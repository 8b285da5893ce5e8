//! `esgate-kernel`: contracts for the esgate protocol gateway.
//!
//! This crate holds the trait interfaces, request/response data types and
//! configuration shared by every gateway component. Concrete connectors,
//! routers, processors and the runtime live in `esgate-gateway`.
//!
//! | Module | Contents |
//! |--------|----------|
//! | [`pipeline`] | request model, middleware / handler / processor / backend traits, build errors |
//! | [`ab_testing`] | A/B comparison records, health messages, `ResultSender` and `Collector` traits |
//! | [`config`] | multi-format config loader and [`GatewayConfig`](config::GatewayConfig) |

pub mod ab_testing;
pub mod config;
pub mod pipeline;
□ □ □
**What is needed:** Your answer must consist solely of the lines above between the line holding "Module | Contents |" and the line holding "comparison records, health", inclusive, copied exactly.

**Your solution:**
//! | Module | Contents |
//! |--------|----------|
//! | [`pipeline`] | request model, middleware / handler / processor / backend traits, build errors |
//! | [`ab_testing`] | A/B comparison records, health messages, `ResultSender` and `Collector` traits |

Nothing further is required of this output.